The distance between the two is pointedly highlighted near the beginning of the film as we see him drop in late on New Year’s Eve, only to discover she has wandered off, later barely touching the enormous amount of food she has readied for him and wishing her happy birthday as the new year begins before making his excuses and leaving.
The nub of their estrangement is an episode from their past, gradually revealed, and is one of the problems with the film since it is hard to buy just how angry and unforgiving Yuriko is about it - especially as his newly pregnant wife (Masami Nagasawa) seems to be lobbying on behalf of her mother-in-law. The crux of his anger - that his mum might potentially forget the thing that pains him the most - seems increasingly petty to the outside observer to the point at which it’s hard to believe he would be so remarkably lacking in empathy, especially as he is about to become a father himself.
Kawamura - who previously produced the likes of Weathering With You and Your Name - is at his most successful when he is evoking the sense of confusion experienced by Izumi. Though he never reaches the heights of The Father’s maelstrom of forgetfulness, which conveyed the panic and disorientation often associated with such episodes, looping scenes in a supermarket, which show Izumi repeatedly shopping for the same items, or a visit where she climbs a set of stairs that seems to be never-ending highlight the blur of her world. The costuming from Daisuke Iga also subtly picks up on the film’s flower theme, with Izumi almost always wearing yellow coats, cardigans and jackets as though she is a bloom herself.

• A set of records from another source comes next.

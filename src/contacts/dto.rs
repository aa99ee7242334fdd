use serde::Deserialize;

/// Form body for the public contact endpoint.
#[derive(Debug, Deserialize)]
pub struct ContactForm {
    #[serde(default)]
    pub name: String,
    #[serde(default)]
    pub email: String,
    #[serde(default)]
    pub message: String,
}
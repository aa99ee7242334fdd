use axum::{extract::State, Form, Json};
use serde::{Deserialize, Serialize};
use tracing::{info, instrument};

use crate::admin::parse_id;
use crate::contacts::repo::{Contact, ContactWithUser};
use crate::error::{ApiError, ApiMessage};
use crate::session::AdminSession;
use crate::state::AppState;
use crate::validation::is_valid_email;

#[derive(Debug, Deserialize)]
pub struct ContactActionForm {
    #[serde(default)]
    pub action: String,
    #[serde(default)]
    pub id: Option<String>,
    #[serde(default)]
    pub name: String,
    #[serde(default)]
    pub email: String,
    #[serde(default)]
    pub message: String,
}

#[derive(Debug, Serialize)]
pub struct ContactsResponse {
    pub success: bool,
    pub contacts: Vec<ContactWithUser>,
}

fn check_fields(form: &ContactActionForm) -> Result<(String, String, String), ApiError> {
    let name = form.name.trim();
    let email = form.email.trim();
    let message = form.message.trim();

    if name.is_empty() || email.is_empty() || message.is_empty() {
        return Err(ApiError::Unprocessable(
            "Nom, email et message sont requis.".into(),
        ));
    }
    if !is_valid_email(email) {
        return Err(ApiError::Unprocessable("Email invalide.".into()));
    }

    Ok((name.to_string(), email.to_string(), message.to_string()))
}

#[instrument(skip(state))]
pub async fn list(
    _session: AdminSession,
    State(state): State<AppState>,
) -> Result<Json<ContactsResponse>, ApiError> {
    let contacts = Contact::list_with_user(&state.db).await.map_err(|e| {
        ApiError::database("Erreur serveur lors de la récupération des messages.", e)
    })?;
    Ok(Json(ContactsResponse {
        success: true,
        contacts,
    }))
}

#[instrument(skip(_session, state, form), fields(action = %form.action))]
pub async fn mutate(
    _session: AdminSession,
    State(state): State<AppState>,
    Form(form): Form<ContactActionForm>,
) -> Result<Json<ApiMessage>, ApiError> {
    match form.action.as_str() {
        "create" => {
            let (name, email, message) = check_fields(&form)?;
            Contact::insert_admin(&state.db, &name, &email, &message)
                .await
                .map_err(|e| {
                    ApiError::database("Erreur serveur lors de la création du message.", e)
                })?;
            info!(%email, "admin created contact message");
            Ok(Json(ApiMessage::new("Message créé avec succès.")))
        }
        "update" => {
            let Some(id) = parse_id(form.id.as_deref()) else {
                return Err(ApiError::Unprocessable("ID de message invalide.".into()));
            };
            let (name, email, message) = check_fields(&form)?;
            Contact::update(&state.db, id, &name, &email, &message)
                .await
                .map_err(|e| {
                    ApiError::database("Erreur serveur lors de la mise à jour du message.", e)
                })?;
            info!(contact_id = id, "admin updated contact message");
            Ok(Json(ApiMessage::new("Message mis à jour avec succès.")))
        }
        "delete" => {
            let Some(id) = parse_id(form.id.as_deref()) else {
                return Err(ApiError::Unprocessable("ID de message invalide.".into()));
            };
            Contact::delete(&state.db, id).await.map_err(|e| {
                ApiError::database("Erreur serveur lors de la suppression du message.", e)
            })?;
            info!(contact_id = id, "admin deleted contact message");
            Ok(Json(ApiMessage::new("Message supprimé avec succès.")))
        }
        _ => Err(ApiError::BadRequest("Action invalide.".into())),
    }
}
pub mod admin;
pub mod app;
pub mod appointments;
pub mod auth;
pub mod config;
pub mod contacts;
pub mod datetime;
pub mod error;
pub mod session;
pub mod state;
pub mod validation;
use axum::{extract::State, Form, Json};
use serde::{Deserialize, Serialize};
use tracing::{info, instrument};

use crate::admin::parse_id;
use crate::auth::password::hash_password;
use crate::auth::repo::{Role, User, UserRow};
use crate::error::{ApiError, ApiMessage};
use crate::session::AdminSession;
use crate::state::AppState;
use crate::validation::is_valid_email;

/// Flat action form: `action` selects create/update/delete and decides
/// which of the remaining fields matter.
#[derive(Debug, Deserialize)]
pub struct UserActionForm {
    #[serde(default)]
    pub action: String,
    #[serde(default)]
    pub id: Option<String>,
    #[serde(default)]
    pub full_name: String,
    #[serde(default)]
    pub email: String,
    #[serde(default)]
    pub password: String,
    #[serde(default)]
    pub role: String,
}

#[derive(Debug, Serialize)]
pub struct UsersResponse {
    pub success: bool,
    pub users: Vec<UserRow>,
}

#[instrument(skip(state))]
pub async fn list(
    _session: AdminSession,
    State(state): State<AppState>,
) -> Result<Json<UsersResponse>, ApiError> {
    let users = User::list_all(&state.db).await.map_err(|e| {
        ApiError::database(
            "Erreur serveur lors de la récupération des utilisateurs.",
            e,
        )
    })?;
    Ok(Json(UsersResponse {
        success: true,
        users,
    }))
}

#[instrument(skip(session, state, form), fields(action = %form.action))]
pub async fn mutate(
    session: AdminSession,
    State(state): State<AppState>,
    Form(form): Form<UserActionForm>,
) -> Result<Json<ApiMessage>, ApiError> {
    match form.action.as_str() {
        "create" => create(&state, &form).await,
        "update" => update(&state, &form).await,
        "delete" => delete(&state, &session, &form).await,
        _ => Err(ApiError::BadRequest("Action invalide.".into())),
    }
}

async fn create(state: &AppState, form: &UserActionForm) -> Result<Json<ApiMessage>, ApiError> {
    let full_name = form.full_name.trim();
    let email = form.email.trim();

    if full_name.is_empty() || email.is_empty() || form.password.is_empty() {
        return Err(ApiError::Unprocessable(
            "Nom, email et mot de passe sont requis.".into(),
        ));
    }
    if !is_valid_email(email) {
        return Err(ApiError::Unprocessable("Email invalide.".into()));
    }
    let role = Role::coerce(&form.role);

    let hash = hash_password(&form.password).map_err(|e| {
        ApiError::internal("Erreur serveur lors de la création de l'utilisateur.", e)
    })?;

    let user = User::insert(&state.db, full_name, email, &hash, role)
        .await
        .map_err(|e| {
            ApiError::database("Erreur serveur lors de la création de l'utilisateur.", e)
        })?;

    info!(user_id = user.id, role = role.as_str(), "admin created user");
    Ok(Json(ApiMessage::new("Utilisateur créé avec succès.")))
}

async fn update(state: &AppState, form: &UserActionForm) -> Result<Json<ApiMessage>, ApiError> {
    let Some(id) = parse_id(form.id.as_deref()) else {
        return Err(ApiError::Unprocessable("ID utilisateur invalide.".into()));
    };

    let full_name = form.full_name.trim();
    let email = form.email.trim();
    if full_name.is_empty() || email.is_empty() {
        return Err(ApiError::Unprocessable("Nom et email sont requis.".into()));
    }
    if !is_valid_email(email) {
        return Err(ApiError::Unprocessable("Email invalide.".into()));
    }
    let role = Role::coerce(&form.role);

    // Moving the email onto another account trips the unique constraint,
    // which surfaces as a 409.
    User::update(&state.db, id, full_name, email, role)
        .await
        .map_err(|e| {
            ApiError::database("Erreur serveur lors de la mise à jour de l'utilisateur.", e)
        })?;

    info!(user_id = id, "admin updated user");
    Ok(Json(ApiMessage::new("Utilisateur mis à jour avec succès.")))
}

async fn delete(
    state: &AppState,
    session: &AdminSession,
    form: &UserActionForm,
) -> Result<Json<ApiMessage>, ApiError> {
    let Some(id) = parse_id(form.id.as_deref()) else {
        return Err(ApiError::Unprocessable("ID utilisateur invalide.".into()));
    };

    if session.0.user_id == id {
        return Err(ApiError::BadRequest(
            "Vous ne pouvez pas supprimer votre propre compte administrateur.".into(),
        ));
    }

    User::delete(&state.db, id).await.map_err(|e| {
        ApiError::database("Erreur serveur lors de la suppression de l'utilisateur.", e)
    })?;

    info!(user_id = id, "admin deleted user");
    Ok(Json(ApiMessage::new("Utilisateur supprimé avec succès.")))
}
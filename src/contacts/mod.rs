use axum::{routing::post, Router};

use crate::error::post_only;
use crate::state::AppState;

mod dto;
pub mod handlers;
pub mod repo;

pub use repo::{Contact, ContactWithUser};

pub fn router() -> Router<AppState> {
    Router::new().route("/contact", post(handlers::create).fallback(post_only))
}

The past intrudes on the present in flashback, and though the moves between the periods are worked smoothly enough, the film feels torn between showing one perspective and the other while struggling to marry the two. For every subtle image Kawamura comes up with - Izumi carrying a folded umbrella in torrential rain having forgotten to use it or the way that there are many things from our past that even those without memory loss don’t remember - he includes others that become laboured, such as Izumi’s constant desire to see what she terms as “half fireworks” or repeated encounters with a box of animal crackers.
Kawamura - who won the best director Silver Shell at San Sebastian last week - has a clear destination in mind but by relying on this heavy imagery to convey the emotional beats of the story, he forgets the subtler parts needed to make this emotional journey a truly memorable one, with a resolution feeling more of a rush than the gradual development it should.